I am analyzing an undirected graph in R. I'm trying to (eventually) write a function to get the ratio of the size (number of vertices) of the largest connected component to the size of the largest biconnected component - of any random graph. I was able to extract the size of the largest connected component, but am having trouble with the size of the largest biconnected component. I started off using the igraph function biconnected_components on graph g:
bicomponent_list <- biconnected_components(g)
bicomponent_list$components # lists all of the components, including size and vertex names
length(bicomponent_list$components[[1]]) # returns number of vertices of first bicomponent
Then my half-baked idea was to somehow order this list in decreasing number of vertices, so that I can always call length(bicomponent_list$components[[1]]) and it will be the largest biconnected component. But I don't know how to sort this correctly. Perhaps I have to convert it to a vector? But I also don't know how to specify that I want the number of vertices in the vector. Does anyone know, or have a better way to do it? Thanks so much!
library(igraph)
# generating sample graph
g1 <- barabasi.game(100, 1, 5)
V(g1)$name <- as.character(1:100)
g2 <- erdos.renyi.game(50, graph.density(g1), directed = TRUE)

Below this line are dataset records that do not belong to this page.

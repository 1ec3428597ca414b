//! # Error Handling
//!
//! This module defines the centralized error type for `grm`. It uses the
//! `thiserror` library to describe every failure the engine can run into,
//! grouped the way the engine treats them:
//!
//! - **Configuration errors** (`Config`, `ManifestNotFound`, `Manifest`):
//!   fatal, the run stops before any repository is touched.
//! - **Path errors** (`Path`, `NotARepository`): reported for a single
//!   manifest entry, which is then skipped while the run continues.
//! - **Subprocess errors** (`Subprocess`, `Passthrough`, `Bootstrap`): fatal,
//!   repository mutations are never retried.
//! - **Recursion errors** (`Recursion`): a delegated sub-tree worker failed.
//! - **Missing bootstrap settings** (`MissingSettings`): skips the entry in
//!   `new` mode, exit status 2 for the standalone bootstrap binary.
//!
//! The binaries map an error to a process exit status with
//! [`Error::exit_code`]. A sub-tree worker's status is passed on, so a
//! failed `git` passthrough exits the same way at any depth.

use std::path::PathBuf;

use thiserror::Error;

/// Problems found while tokenizing a single manifest line.
#[derive(Error, Debug, Clone, PartialEq, Eq)]
pub enum ManifestError {
    #[error("more than 3 fields")]
    TooManyFields,

    #[error("trailing backslash with nothing to escape")]
    TrailingBackslash,

    #[error("configuration assignment with an empty key")]
    EmptyKey,

    #[error("repository entry where only configuration assignments are allowed")]
    UnexpectedEntry,
}

/// Main error type for grm operations
#[derive(Error, Debug)]
pub enum Error {
    /// A required setting is missing or a configuration value is unusable.
    #[error("Configuration error: {message}{}", hint.as_ref().map(|h| format!("\n  hint: {}", h)).unwrap_or_default())]
    Config {
        message: String,
        /// Optional hint for how to fix the configuration issue
        hint: Option<String>,
    },

    /// No manifest was found in the invocation directory or above it.
    #[error("No {list_fn} found in {} or any parent directory", start.display())]
    ManifestNotFound { list_fn: String, start: PathBuf },

    /// A manifest, conffile or config stream line could not be parsed.
    #[error("{source_name}:{line}: {source}")]
    Manifest {
        source_name: String,
        line: usize,
        #[source]
        source: ManifestError,
    },

    /// An entry resolved to something other than a directory.
    #[error("{path} {message}")]
    Path { path: String, message: String },

    /// An entry resolved to a directory that is not a repository root.
    #[error("{path} is not a Git repository")]
    NotARepository { path: String },

    /// A git or hook subprocess could not be started or returned nonzero.
    #[error("{command} failed in {}{}", dir.display(), code.map(|c| format!(" (exit code {})", c)).unwrap_or_default())]
    Subprocess {
        command: String,
        dir: PathBuf,
        code: Option<i32>,
    },

    /// The git command passed through in `git` mode returned nonzero.
    #[error("git {command} failed in {} with exit code {code}", dir.display())]
    Passthrough {
        command: String,
        dir: PathBuf,
        code: i32,
    },

    /// A sub-tree worker exited unsuccessfully.
    #[error("Recursive worker for {} failed{}", dir.display(), code.map(|c| format!(" with exit code {}", c)).unwrap_or_default())]
    Recursion { dir: PathBuf, code: Option<i32> },

    /// Settings required by the bootstrapper are not defined.
    #[error("Missing required settings: {}", keys.join(", "))]
    MissingSettings { keys: Vec<String> },

    /// Creating the remote repository failed.
    #[error("Bootstrap of {target} failed: {message}")]
    Bootstrap { target: String, message: String },

    /// An I/O error, wrapped from `std::io::Error`.
    #[error("I/O error: {0}")]
    Io(#[from] std::io::Error),

    /// A directory walk error, wrapped from `walkdir::Error`.
    #[error("Directory walk error: {0}")]
    Walk(#[from] walkdir::Error),

    /// The operator prompt could not be shown.
    #[error("Prompt error: {0}")]
    Prompt(#[from] dialoguer::Error),
}

impl Error {
    /// Build a configuration error without a hint.
    pub fn config(message: impl Into<String>) -> Self {
        Error::Config {
            message: message.into(),
            hint: None,
        }
    }

    /// The process exit status this error should produce.
    pub fn exit_code(&self) -> i32 {
        match self {
            Error::MissingSettings { .. } => 2,
            Error::Passthrough { code, .. } if *code > 0 => *code,
            Error::Recursion {
                code: Some(code), ..
            } if *code > 0 => *code,
            _ => 1,
        }
    }
}

/// A convenient type alias for `Result<T, Error>`.
pub type Result<T> = std::result::Result<T, Error>;

/// Render an error and its causes on one line.
///
/// A cause whose text the message already ends with is not repeated.
pub fn report(err: &(dyn std::error::Error + 'static)) -> String {
    let mut message = err.to_string();
    let mut source = err.source();
    while let Some(cause) = source {
        let text = cause.to_string();
        if !message.ends_with(&text) {
            message.push_str(": ");
            message.push_str(&text);
        }
        source = cause.source();
    }
    message
}
//! # grm CLI
//!
//! This is the binary entry point for the `grm` command-line tool.
//!
//! Its primary responsibilities are:
//! - Parsing command-line arguments using `clap`.
//! - Running the selected mode over the tree around the current directory.
//! - Translating errors into a diagnostic and a process exit status.
//!
//! The engine itself lives in the `grm` library crate.

mod cli;

use std::process::ExitCode;

use clap::Parser;

fn main() -> ExitCode {
    let cli = cli::Cli::parse();
    match cli.execute() {
        Ok(()) => ExitCode::SUCCESS,
        Err(err) => {
            let code = err
                .downcast_ref::<grm::error::Error>()
                .map(grm::error::Error::exit_code)
                .unwrap_or(1);
            log::error!("{}", grm::error::report(&*err));
            ExitCode::from(u8::try_from(code).unwrap_or(1))
        }
    }
}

V(g2)$name <- as.character(101:200)
g3 <- graph.union(g1, g2, byname = TRUE)
# analyzing the bicomponents
bicomponent_list <- biconnected_components(g3)
bi_list <- as.list(bicomponent_list$components)
bi_list <- lapply(bi_list, length) # lists the sizes of all of the components that I want to reorder
My desired outcome would be ordering
bi_list
such thatlength(bicomponent_list$components[[1]])
returns the bicomponent with the most vertices.